GR00T N1.6 Fine-Tuning — Full Internal Deep Dive

19th February 2026

GR00T N1.6 is NVIDIA’s Vision-Language-Action (VLA) model for humanoid robot control. After spending time digging through the internals, here’s a comprehensive deep dive into exactly how fine-tuning works — from model architecture to gradient flow to the data pipeline.

1. Model Architecture (3 Major Components)

GR00T N1.6 is built from three major components arranged in a pipeline:

┌─────────────────────────────────────────────────────────────┐
│                    Gr00tN1d6 Model                          │
│                                                             │
│  ┌──────────────────────────────────┐                       │
│  │  A. EagleBackbone (FROZEN)       │                       │
│  │  ├── Vision Encoder (ViT)        │──▶ image features     │
│  │  ├── Language Model (LLM)        │──▶ text features      │
│  │  └── MLP1 Projector              │──▶ fused features     │
│  │      Output: [B, seq_len, 2048]  │                       │
│  └──────────────────────────────────┘                       │
│                    ↓                                        │
│  ┌──────────────────────────────────────────────────────┐   │
│  │  B. Gr00tN1d6ActionHead (TRAINABLE)                  │   │
│  │  ├── State Encoder (CategorySpecificMLP)             │   │
│  │  ├── Action Encoder (MultiEmbodimentActionEncoder)   │   │
│  │  ├── Diffusion Model (AlternateVLDiT, 32 layers)    │   │
│  │  └── Action Decoder (CategorySpecificMLP)            │   │
│  └──────────────────────────────────────────────────────┘   │
│                    ↓                                        │
│              predicted action trajectory [B, 16, action_dim]│
└─────────────────────────────────────────────────────────────┘

The EagleBackbone handles vision and language understanding — it encodes camera images and text instructions into a fused feature representation. The Action Head takes those features, combines them with the robot’s current state, and uses a diffusion transformer to predict a trajectory of 16 future actions.

2. Which Layers Are Frozen vs Trainable

This is the key design decision that makes fine-tuning feasible on a single GPU:

Component	Frozen	Trainable	Config Flag
Vision Encoder (ViT)	YES	No	tune_vision_tower=False
Language Model (LLM backbone)	YES	No	tune_llm=False
MLP1 (vision→language projector)	YES	No	Part of vision tower
State Encoder	No	YES	tune_projector=True
Action Encoder	No	YES	tune_projector=True
Action Decoder	No	YES	tune_projector=True
Diffusion Model (AlternateVLDiT, 32 layers)	No	YES	tune_diffusion_model=True
Position Embedding	No	YES	add_pos_embed=True

The entire vision-language backbone (~7B parameters) stays frozen. Only the action head (diffusion model + state/action encoders/decoders) gets fine-tuned. No LoRA is used by default — use_backbone_lora=0, use_llm_lora=0. The action head is fully fine-tuned with all parameters.
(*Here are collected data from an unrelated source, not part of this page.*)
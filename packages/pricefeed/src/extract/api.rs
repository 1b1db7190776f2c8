//! Structured-API response extraction.
//!
//! The sold-items search endpoint returns JSON item summaries; mapping
//! them to listings is a serde field mapping plus the shared price and
//! date normalization.

use serde::Deserialize;
use tracing::{debug, warn};

use crate::error::{FetchError, FetchResult};
use crate::extract::text::{parse_price_text, parse_sale_date};
use crate::extract::ListingExtractor;
use crate::types::listing::RawListing;

#[derive(Debug, Deserialize)]
#[serde(rename_all = "camelCase")]
struct SearchResponse {
    #[serde(default)]
    item_summaries: Vec<ItemSummary>,
}

#[derive(Debug, Deserialize)]
#[serde(rename_all = "camelCase")]
struct ItemSummary {
    title: Option<String>,
    price: Option<PriceField>,
    item_end_date: Option<String>,
    item_web_url: Option<String>,
}

#[derive(Debug, Deserialize)]
struct PriceField {
    value: Option<String>,
}

/// Extractor for the structured sold-items search response.
pub struct ApiListingExtractor {
    source_name: String,
}

impl ApiListingExtractor {
    /// Create an extractor labeling listings with the given source.
    pub fn new(source_name: impl Into<String>) -> Self {
        Self {
            source_name: source_name.into(),
        }
    }

    fn to_listing(&self, item: &ItemSummary) -> Option<RawListing> {
        let title = item.title.as_deref()?.trim();
        if title.is_empty() {
            return None;
        }

        // Items whose price does not parse as a positive number are
        // discarded, not defaulted.
        let price = parse_price_text(item.price.as_ref()?.value.as_deref()?)?;

        let mut listing = RawListing::new(title, price, &self.source_name);
        if let Some(date) = item
            .item_end_date
            .as_deref()
            .and_then(parse_sale_date)
        {
            listing = listing.with_sale_date(date);
        }
        if let Some(url) = &item.item_web_url {
            listing = listing.with_url(url);
        }
        Some(listing)
    }
}

impl ListingExtractor for ApiListingExtractor {
    fn extract(&self, raw: &str) -> FetchResult<Vec<RawListing>> {
        let response: SearchResponse = serde_json::from_str(raw).map_err(|e| {
            warn!(source = %self.source_name, error = %e, "unparsable API response");
            FetchError::UnrecognizedShape {
                src: self.source_name.clone(),
            }
        })?;

        let listings: Vec<RawListing> = response
            .item_summaries
            .iter()
            .filter_map(|item| self.to_listing(item))
            .collect();

        debug!(
            source = %self.source_name,
            returned = response.item_summaries.len(),
            usable = listings.len(),
            "API extraction complete"
        );
        Ok(listings)
    }

    fn name(&self) -> &str {
        "api"
    }
}

#[cfg(test)]
mod tests {
    use super::*;

    const SAMPLE: &str = r#"{
        "itemSummaries": [
            {
                "title": "Vinyl Figure #57",
                "price": { "value": "24.99", "currency": "USD" },
                "itemEndDate": "2025-07-01T12:00:00.000Z",
                "itemWebUrl": "https://example.com/itm/1"
            },
            {
                "title": "Vinyl Figure #57 (damaged box)",
                "price": { "value": "not a price" }
            },
            {
                "title": "Vinyl Figure #57 lot",
                "price": { "value": "0.00" }
            }
        ]
    }"#;

    #[test]
    fn test_maps_fields_and_drops_unparsable_prices() {
        let extractor = ApiListingExtractor::new("eBay");
        let listings = extractor.extract(SAMPLE).unwrap();

        assert_eq!(listings.len(), 1);
        assert_eq!(listings[0].title, "Vinyl Figure #57");
        assert_eq!(listings[0].price, 24.99);
        assert!(listings[0].sale_date.is_some());
        assert_eq!(listings[0].url.as_deref(), Some("https://example.com/itm/1"));
    }

    #[test]
    fn test_empty_summaries_is_clean_no_data() {
        let extractor = ApiListingExtractor::new("eBay");
        let listings = extractor.extract(r#"{"itemSummaries": []}"#).unwrap();
        assert!(listings.is_empty());

        // Missing field entirely is also understood as no data.
        let listings = extractor.extract("{}").unwrap();
        assert!(listings.is_empty());
    }

    #[test]
    fn test_malformed_json_is_shape_error() {
        let extractor = ApiListingExtractor::new("eBay");
        assert!(matches!(
            extractor.extract("<html>rate limited</html>"),
            Err(FetchError::UnrecognizedShape { .. })
        ));
    }
}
3. Frozen Module Handling During Training

Even though frozen parameters have requires_grad=False, the model explicitly sets them to eval mode at the start of every forward pass:

# In Gr00tN1d6ActionHead, at each forward():
if self.training:
    if not self.tune_diffusion_model:
        self.model.eval()     # disable dropout in DiT
    if not self.tune_projector:
        self.state_encoder.eval()
        self.action_encoder.eval()
        self.action_decoder.eval()

This ensures dropout and batch norm in frozen layers are disabled, giving deterministic features to the trainable layers.
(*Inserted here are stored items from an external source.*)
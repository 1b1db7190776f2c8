//! Bulk refresh - repricing an entire stored collection.
//!
//! Items are processed in fixed-size batches rather than unbounded
//! fan-out, with a pacing delay between batches; marketplace
//! anti-automation defenses key on burst shape. Cancellation is
//! cooperative: already-updated items stay updated and the report
//! carries the progress made so far.

use std::sync::Arc;
use std::time::Duration;

use futures::future::join_all;
use tokio_util::sync::CancellationToken;
use tracing::{debug, info};

use crate::aggregate::Aggregator;
use crate::pipeline::lookup::lookup_price;
use crate::sources::{PriceQuery, PriceSource};
use crate::types::listing::PriceResult;

/// Configuration for bulk refresh operations.
#[derive(Debug, Clone)]
pub struct RefreshConfig {
    /// Concurrent lookups per batch
    pub batch_size: usize,

    /// Pacing delay between batches
    pub batch_delay: Duration,
}

impl Default for RefreshConfig {
    fn default() -> Self {
        Self {
            batch_size: 5,
            batch_delay: Duration::from_millis(100),
        }
    }
}

impl RefreshConfig {
    /// Create a config with default values.
    pub fn new() -> Self {
        Self::default()
    }

    /// Set the batch size.
    pub fn with_batch_size(mut self, batch_size: usize) -> Self {
        self.batch_size = batch_size.max(1);
        self
    }

    /// Set the inter-batch pacing delay.
    pub fn with_batch_delay(mut self, delay: Duration) -> Self {
        self.batch_delay = delay;
        self
    }
}

/// One item to refresh: the caller's key plus the query to run.
#[derive(Debug, Clone)]
pub struct RefreshRequest {
    /// Caller-side identifier, echoed back in the report
    pub item_key: String,

    /// Query to look up
    pub query: PriceQuery,
}

impl RefreshRequest {
    /// Create a refresh request.
    pub fn new(item_key: impl Into<String>, query: PriceQuery) -> Self {
        Self {
            item_key: item_key.into(),
            query,
        }
    }
}

/// A refreshed price for one item.
#[derive(Debug, Clone)]
pub struct RefreshedPrice {
    /// Caller-side identifier from the request
    pub item_key: String,

    /// The new aggregate
    pub result: PriceResult,
}

/// Outcome of a bulk refresh run.
#[derive(Debug, Clone, Default)]
pub struct RefreshReport {
    /// Items that received a new price
    pub updated: Vec<RefreshedPrice>,

    /// Items attempted with no price available
    pub unavailable: Vec<String>,

    /// Items never attempted (run was cancelled first)
    pub remaining: usize,

    /// Whether the run stopped on cancellation
    pub cancelled: bool,
}

impl RefreshReport {
    /// Number of items actually attempted.
    pub fn attempted(&self) -> usize {
        self.updated.len() + self.unavailable.len()
    }
}

/// Refresh prices for many items with bounded concurrency.
///
/// The cancellation token is checked before each batch and before each
/// item inside a batch; in-flight lookups are allowed to finish so an
/// item is either fully updated or untouched.
pub async fn refresh_collection(
    sources: &[Arc<dyn PriceSource>],
    aggregator: &Aggregator,
    requests: &[RefreshRequest],
    config: &RefreshConfig,
    cancel: &CancellationToken,
) -> RefreshReport {
    let mut report = RefreshReport::default();
    let total = requests.len();
    let batch_size = config.batch_size.max(1);
    let batches = requests.chunks(batch_size).count();

    info!(items = total, batch_size, "bulk refresh starting");

    for (index, batch) in requests.chunks(batch_size).enumerate() {
        if cancel.is_cancelled() {
            report.cancelled = true;
            break;
        }

        let lookups = batch.iter().map(|request| async move {
            if cancel.is_cancelled() {
                return None;
            }
            // Per-listing detail is a single-item-view expense; bulk
            // runs never pay it.
            let mut query = request.query.clone();
            query.include_sales = false;

            let result = lookup_price(sources, aggregator, &query).await;
            Some((request.item_key.clone(), result))
        });

        for outcome in join_all(lookups).await {
            match outcome {
                Some((item_key, Some(result))) => {
                    report.updated.push(RefreshedPrice { item_key, result });
                }
                Some((item_key, None)) => {
                    report.unavailable.push(item_key);
                }
                None => {
                    report.cancelled = true;
                }
            }
        }

        debug!(
            batch = index + 1,
            batches,
            updated = report.updated.len(),
            "batch complete"
        );

        let last_batch = index + 1 == batches;
        if !last_batch && !cancel.is_cancelled() && !config.batch_delay.is_zero() {
            tokio::time::sleep(config.batch_delay).await;
        }
    }

    report.remaining = total - report.attempted();
    info!(
        updated = report.updated.len(),
        unavailable = report.unavailable.len(),
        remaining = report.remaining,
        cancelled = report.cancelled,
        "bulk refresh complete"
    );
    report
}
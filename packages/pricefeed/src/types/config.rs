//! Shared fetch tuning for marketplace adapters.

use std::time::Duration;

/// Per-marketplace fetch tuning.
///
/// The defaults are what a production run uses; tests shorten the
/// timeout and tighten the caps.
#[derive(Debug, Clone)]
pub struct MarketplaceTuning {
    /// Time bound for each network call
    pub request_timeout: Duration,

    /// Maximum scraped items collected per page, bounds parse latency
    pub scrape_item_cap: usize,

    /// Lower sanity bound: scraped prices at or below this are parsing
    /// artifacts or non-comparable accessories
    pub sanity_min: f64,

    /// Upper sanity bound: scraped prices at or above this are usually
    /// "lot" sales, not single-item prices
    pub sanity_max: f64,

    /// Currency filter for structured search
    pub currency: String,

    /// Desktop browser user-agent for scrape requests
    pub user_agent: String,

    /// Accept-Language header for scrape requests
    pub accept_language: String,
}

impl Default for MarketplaceTuning {
    fn default() -> Self {
        Self {
            request_timeout: Duration::from_secs(15),
            scrape_item_cap: 12,
            sanity_min: 5.0,
            sanity_max: 1000.0,
            currency: "USD".to_string(),
            user_agent: "Mozilla/5.0 (Windows NT 10.0; Win64; x64) AppleWebKit/537.36 \
                         (KHTML, like Gecko) Chrome/124.0.0.0 Safari/537.36"
                .to_string(),
            accept_language: "en-US,en;q=0.9".to_string(),
        }
    }
}

impl MarketplaceTuning {
    /// Create tuning with default values.
    pub fn new() -> Self {
        Self::default()
    }

    /// Set the per-request timeout.
    pub fn with_timeout(mut self, timeout: Duration) -> Self {
        self.request_timeout = timeout;
        self
    }

    /// Set the scraped-item cap.
    pub fn with_scrape_cap(mut self, cap: usize) -> Self {
        self.scrape_item_cap = cap;
        self
    }

    /// Set the price sanity window (exclusive bounds).
    pub fn with_sanity_window(mut self, min: f64, max: f64) -> Self {
        self.sanity_min = min;
        self.sanity_max = max;
        self
    }

    /// Set the currency filter.
    pub fn with_currency(mut self, currency: impl Into<String>) -> Self {
        self.currency = currency.into();
        self
    }

    /// True when a scraped price falls inside the sanity window.
    pub fn price_is_sane(&self, price: f64) -> bool {
        price > self.sanity_min && price < self.sanity_max
    }
}
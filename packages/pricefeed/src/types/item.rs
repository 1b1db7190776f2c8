//! Canonical item types and the dedup key.
//!
//! Grouping is deliberately conservative: two hits merge only when
//! their dedup keys are byte-identical. Textual similarity alone never
//! merges, because distinct variants (chase, retailer exclusives,
//! signed) share a base name and would otherwise be collapsed,
//! destroying the variant-level pricing signal.

use std::collections::BTreeSet;

use serde::{Deserialize, Serialize};

use crate::types::listing::RawListing;

/// One search hit prior to canonicalization.
///
/// Richer than a `RawListing`: carries the identifiers and imagery the
/// dedup key is built from.
#[derive(Debug, Clone, Default, Serialize, Deserialize)]
pub struct SearchHit {
    /// Item name as reported by the source
    pub title: String,

    /// Catalog number printed on the box, when known
    pub catalog_number: Option<String>,

    /// Stable catalog identifier (barcode, catalog id), when known
    pub stable_id: Option<String>,

    /// Primary image URL
    pub image_url: Option<String>,

    /// Source label this hit came from
    pub source_name: String,

    /// Seller-supplied condition/description text
    pub condition_text: Option<String>,

    /// Observed price, when the hit carried one
    pub price: Option<f64>,

    /// Link back to the hit
    pub url: Option<String>,
}

impl SearchHit {
    /// Create a hit with minimal fields.
    pub fn new(title: impl Into<String>, source_name: impl Into<String>) -> Self {
        Self {
            title: title.into(),
            source_name: source_name.into(),
            ..Default::default()
        }
    }

    /// Set the catalog number.
    pub fn with_catalog_number(mut self, number: impl Into<String>) -> Self {
        self.catalog_number = Some(number.into());
        self
    }

    /// Set the stable identifier.
    pub fn with_stable_id(mut self, id: impl Into<String>) -> Self {
        self.stable_id = Some(id.into());
        self
    }

    /// Set the image URL.
    pub fn with_image_url(mut self, url: impl Into<String>) -> Self {
        self.image_url = Some(url.into());
        self
    }

    /// Set the condition text.
    pub fn with_condition_text(mut self, text: impl Into<String>) -> Self {
        self.condition_text = Some(text.into());
        self
    }

    /// Set the observed price.
    pub fn with_price(mut self, price: f64) -> Self {
        self.price = Some(price);
        self
    }

    /// Set the hit URL.
    pub fn with_url(mut self, url: impl Into<String>) -> Self {
        self.url = Some(url.into());
        self
    }

    /// The dedup key two hits must share, byte for byte, to merge.
    ///
    /// A stable identifier takes priority; without one the source name
    /// participates so cross-source hits with ambiguous identity stay
    /// apart. Different images always produce different keys.
    pub fn dedup_key(&self) -> String {
        let image = self.image_url.as_deref().unwrap_or("");
        match &self.stable_id {
            Some(id) => format!("{}|{}|{}", id, self.title, image),
            None => format!(
                "{}|{}|{}|{}",
                self.title,
                self.catalog_number.as_deref().unwrap_or(""),
                self.source_name,
                image
            ),
        }
    }

    /// Convert to a listing, when the hit carried a price.
    pub fn to_listing(&self) -> Option<RawListing> {
        let price = self.price?;
        if price <= 0.0 {
            return None;
        }
        let mut listing = RawListing::new(&self.title, price, &self.source_name);
        if let Some(url) = &self.url {
            listing = listing.with_url(url);
        }
        Some(listing)
    }
}

/// A canonical collectible variant with its merged listings.
#[derive(Debug, Clone)]
pub struct UniqueItem {
    /// Canonical display name
    pub name: String,

    /// Catalog number, when known
    pub catalog_number: Option<String>,

    /// Retailer/convention exclusivity tags (e.g. "Hot Topic", "SDCC")
    pub exclusivity_tags: BTreeSet<String>,

    /// Variant feature tags (e.g. "Chase", "Glow-in-the-Dark")
    pub feature_tags: BTreeSet<String>,

    /// All listings judged to be this exact variant
    pub listings: Vec<RawListing>,

    /// Primary image URL
    pub primary_image: Option<String>,
}

impl UniqueItem {
    /// Catalog number as a number, when it parses as one.
    ///
    /// Used for presentation sorting: numbered items sort numerically
    /// and ahead of unnumbered ones.
    pub fn numeric_catalog_number(&self) -> Option<u64> {
        self.catalog_number.as_deref()?.trim().parse().ok()
    }
}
4. The Forward Pass (Training) — Step by Step

Step 4a: Vision-Language Processing (Frozen Backbone)

ego_view image (480×640)
  → Eagle any-res processor (resize, crop, tile)
  → ViT encoder → image features

"pick the blue block"
  → Tokenizer → token IDs
  → LLM backbone (truncated at layer 16) → text features

→ MLP1 projector fuses them → backbone_features [B, seq_len, 2048]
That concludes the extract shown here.